According to Ryun, he was interested in politics, but did not have plans to run for Congress until Todd Tiahrt told him during the 1996 Summer Olympics torch relay that the Topeka-based 2nd District would have a vacancy and suggested that he run.

===Elections===
Ryun was first elected in 1996 to fill a seat vacated by Republican Sam Brownback. He won the three-person Republican primary with 62% of the vote, defeating former Topeka Mayor Doug Wright and Cheryl Brown Henderson, the daughter of the plaintiff in the historic Brown v. Board of Education of Topeka desegregation case. In the general campaign, Ryun was in a tight race with Democrat John Frieden, a prominent Topeka trial attorney, who outspent Ryun $750,000 to $400,000. Ryun won that contest with 52% of the vote.
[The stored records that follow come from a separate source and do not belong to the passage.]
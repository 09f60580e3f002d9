//! Flat-index arithmetic over the active sections.
//!
//! Total row count and index-to-position translation fold the same span
//! iterator, so the two derivations cannot drift apart.

use crate::position::SectionPosition;
use crate::sections::Sections;

struct Span {
    section_index: usize,
    has_header: bool,
    items: usize,
}

impl Span {
    fn rows(&self) -> usize {
        self.items + usize::from(self.has_header)
    }
}

/// Spans of the non-empty sections, in section order. An empty section
/// contributes no rows at all; its header is never shown.
fn spans(sections: &Sections) -> impl Iterator<Item = Span> + '_ {
    (0..sections.sections_count()).filter_map(|section_index| {
        let items = sections.item_count(section_index);
        if items == 0 {
            return None;
        }
        Some(Span {
            section_index,
            has_header: sections.has_header(section_index),
            items,
        })
    })
}

/// Total number of flat rows the layout renders to.
pub fn total_rows(sections: &Sections) -> usize {
    spans(sections).map(|span| span.rows()).sum()
}

/// Translate a flat index into a section position.
///
/// `None` means the index lies beyond every section. For an index obtained
/// against the current layout that is an accounting failure, and the caller
/// must fail loudly rather than clamp.
pub fn position_of(sections: &Sections, flat_index: usize) -> Option<SectionPosition> {
    let mut first_row = 0;
    for span in spans(sections) {
        if span.has_header && flat_index == first_row {
            return Some(SectionPosition::header(span.section_index));
        }
        if flat_index < first_row + span.rows() {
            let item = flat_index - first_row - usize::from(span.has_header);
            return Some(SectionPosition::item(span.section_index, item));
        }
        first_row += span.rows();
    }
    None
}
He did not face another contest nearly that close for almost a decade; he was re-elected three times with at least 60% of the vote.

In 2004, Democrat Nancy Boyda, a former moderate Republican, ran a campaign with spending near that of Ryun's, $1,105,838 (compared to Ryun's $1,136,464). Ryun defeated her by a margin of 55 to 42%, mainly due to the presence of George W. Bush atop the ticket.

In the 2006 election, Boyda was again the Democratic nominee, with Roger Tucker of the Reform Party of the United States of America also on the ballot. Initially expected to win, Ryun found his campaign faltering as internal polling for both his campaign and Boyda's revealed Boyda was ahead. In response, Ryun's campaign recruited both President Bush and Vice President Cheney to visit Topeka to campaign and raise campaign funds for Ryun. Ryun was defeated in an upset by Boyda, 51 to 47%.

In March 2007, Ryun confirmed that he would run for his old seat. In the Republican primary, he faced Kansas State Treasurer Lynn Jenkins, a slightly more moderate Republican who served two terms as state treasurer, a partial term in the Kansas Senate, and two years in the Kansas House. Ryun lost to Jenkins, who went on to win the seat in the general election, 51 to 46%.

===Political actions===
Ryun served on the Armed Services, Budget, and Financial Services committees. He tallied a strongly conservative voting record.

Ryun generally supported George W. Bush's legislative agenda, voting to support it 89% of the time, average for a House member who was from the same party as the sitting president. In 2003, he voted against the $373 billion end-of-session spending bill because he considered it to be too costly and had come to Congress to support fiscal restraint.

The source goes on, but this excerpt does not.